Von besonderer Bedeutung für die Diagnose ist die Thoraxübersichtsaufnahme. Je nach Schweregrad der Erkrankung zeigt sich eine netzförmig-streifig vermehrte Lungengrundzeichnung. Später kann eine meist feine Körnelung mit Verschmelzungstendenzen hinzutreten. Die Hili sind oft symmetrisch verdichtet und von der Umgebung unscharf abgegrenzt. Außerdem können schmetterlingsförmige Trübungsbezirke auftreten. Diese im Röntgenbild erkennbaren Veränderungen sind relativ uncharakteristisch und entsprechen den Röntgenbildern bei anderen Fibrosen.

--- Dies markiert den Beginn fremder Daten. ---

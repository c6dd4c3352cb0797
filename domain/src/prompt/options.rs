//! Presentation options applied when composing a prompt

use crate::core::error::DomainError;
use serde::{Deserialize, Serialize};

/// Response tone requested from the model
#[derive(Debug, Clone, Copy, PartialEq, Eq, Hash, Default, Serialize, Deserialize)]
#[serde(rename_all = "lowercase")]
pub enum Tone {
    #[default]
    Technical,
    Didactic,
    Concise,
}

impl Tone {
    pub const ALL: [Tone; 3] = [Tone::Technical, Tone::Didactic, Tone::Concise];

    pub fn as_str(&self) -> &'static str {
        match self {
            Tone::Technical => "technical",
            Tone::Didactic => "didactic",
            Tone::Concise => "concise",
        }
    }

    /// Label shown in the chat surface.
    pub fn label(&self) -> &'static str {
        match self {
            Tone::Technical => "Técnico",
            Tone::Didactic => "Didáctico",
            Tone::Concise => "Muy conciso",
        }
    }
}

impl std::fmt::Display for Tone {
    fn fmt(&self, f: &mut std::fmt::Formatter<'_>) -> std::fmt::Result {
        f.write_str(self.as_str())
    }
}

impl std::str::FromStr for Tone {
    type Err = DomainError;

    /// Accepts the English names and the Spanish labels, case-insensitively.
    fn from_str(s: &str) -> Result<Self, Self::Err> {
        match s.trim().to_lowercase().as_str() {
            "technical" | "tecnico" | "técnico" => Ok(Tone::Technical),
            "didactic" | "didactico" | "didáctico" => Ok(Tone::Didactic),
            "concise" | "conciso" | "muy conciso" => Ok(Tone::Concise),
            _ => Err(DomainError::UnknownTone(s.trim().to_string())),
        }
    }
}

/// Requested level of detail, 1 (minimal) to 5 (exhaustive)
#[derive(Debug, Clone, Copy, PartialEq, Eq, PartialOrd, Ord, Hash, Serialize, Deserialize)]
#[serde(try_from = "i64", into = "u8")]
pub struct DetailLevel(u8);

impl DetailLevel {
    pub const MIN: u8 = 1;
    pub const MAX: u8 = 5;

    pub fn new(level: i64) -> Result<Self, DomainError> {
        if (i64::from(Self::MIN)..=i64::from(Self::MAX)).contains(&level) {
            Ok(Self(level as u8))
        } else {
            Err(DomainError::InvalidDetailLevel(level))
        }
    }

    pub fn get(&self) -> u8 {
        self.0
    }
}

impl Default for DetailLevel {
    fn default() -> Self {
        Self(3)
    }
}

impl TryFrom<i64> for DetailLevel {
    type Error = DomainError;

    fn try_from(level: i64) -> Result<Self, Self::Error> {
        Self::new(level)
    }
}

impl From<DetailLevel> for u8 {
    fn from(level: DetailLevel) -> Self {
        level.0
    }
}

impl std::fmt::Display for DetailLevel {
    fn fmt(&self, f: &mut std::fmt::Formatter<'_>) -> std::fmt::Result {
        write!(f, "{}", self.0)
    }
}

impl std::str::FromStr for DetailLevel {
    type Err = DomainError;

    fn from_str(s: &str) -> Result<Self, Self::Err> {
        let level: i64 = s
            .trim()
            .parse()
            .map_err(|_| DomainError::DetailNotANumber(s.trim().to_string()))?;
        Self::new(level)
    }
}

/// Formatting preferences chosen by the user for the current session
#[derive(Debug, Clone, Copy, PartialEq, Eq, Default, Serialize, Deserialize)]
pub struct PresentationOptions {
    pub tone: Tone,
    pub detail: DetailLevel,
}

impl PresentationOptions {
    pub fn new(tone: Tone, detail: DetailLevel) -> Self {
        Self { tone, detail }
    }

    pub fn with_tone(mut self, tone: Tone) -> Self {
        self.tone = tone;
        self
    }

    pub fn with_detail(mut self, detail: DetailLevel) -> Self {
        self.detail = detail;
        self
    }
}

#[cfg(test)]
mod tests {
    use super::*;

    #[test]
    fn test_tone_parses_english_and_spanish() {
        assert_eq!("technical".parse::<Tone>().unwrap(), Tone::Technical);
        assert_eq!("Técnico".parse::<Tone>().unwrap(), Tone::Technical);
        assert_eq!("DIDACTIC".parse::<Tone>().unwrap(), Tone::Didactic);
        assert_eq!("didáctico".parse::<Tone>().unwrap(), Tone::Didactic);
        assert_eq!("Muy conciso".parse::<Tone>().unwrap(), Tone::Concise);
        assert_eq!(" concise ".parse::<Tone>().unwrap(), Tone::Concise);
    }

    #[test]
    fn test_unknown_tone_is_rejected() {
        let err = "poetic".parse::<Tone>().unwrap_err();
        assert_eq!(err, DomainError::UnknownTone("poetic".to_string()));
    }

    #[test]
    fn test_detail_level_bounds() {
        assert!(DetailLevel::new(0).is_err());
        assert_eq!(DetailLevel::new(1).unwrap().get(), 1);
        assert_eq!(DetailLevel::new(5).unwrap().get(), 5);
        assert_eq!(
            DetailLevel::new(6).unwrap_err(),
            DomainError::InvalidDetailLevel(6)
        );
    }

    #[test]
    fn test_detail_level_from_str() {
        assert_eq!("4".parse::<DetailLevel>().unwrap().get(), 4);
        assert!("cuatro".parse::<DetailLevel>().is_err());
        assert!("-1".parse::<DetailLevel>().is_err());
    }

    #[test]
    fn test_defaults_match_initial_controls() {
        let options = PresentationOptions::default();
        assert_eq!(options.tone, Tone::Technical);
        assert_eq!(options.detail.get(), 3);
    }

    #[test]
    fn test_detail_level_deserialize_validates() {
        let ok: DetailLevel = serde_json::from_str("2").unwrap();
        assert_eq!(ok.get(), 2);
        assert!(serde_json::from_str::<DetailLevel>("7").is_err());
    }
}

Die pulmokardialen Funktionsausfälle entsprechen denen einer interstitiellen Lungenfibrose. Es finden sich Hinweise auf eine restriktive Ventilationsstörung. Eine belastungsabhängige Erniedrigung des arteriellen Sauerstoffdrucks im Sinne einer Diffusionsstörung wird häufig beobachtet. Später kann eine obstruktive Komponente hinzutreten.

Diagnostische Hinweise kann eine Schwermetallbestimmung im biologischen Material (Blut, Urin) geben.

IV. Weitere Hinweise

Der begründete Verdacht auf das Vorliegen einer Berufskrankheit ergibt sich aus der Arbeitsanamnese, aus der Symptomatik und dem Röntgenbefund der Lunge.

Bei der differentialdiagnostischen Klärung der Erkrankung müssen Lungenfibrosen anderer oder unbekannter Genese in Betracht gezogen werden.

Bezüglich der Inhaltsstoffe Chrom und Nickel wird auf die entsprechenden Merkblätter verwiesen.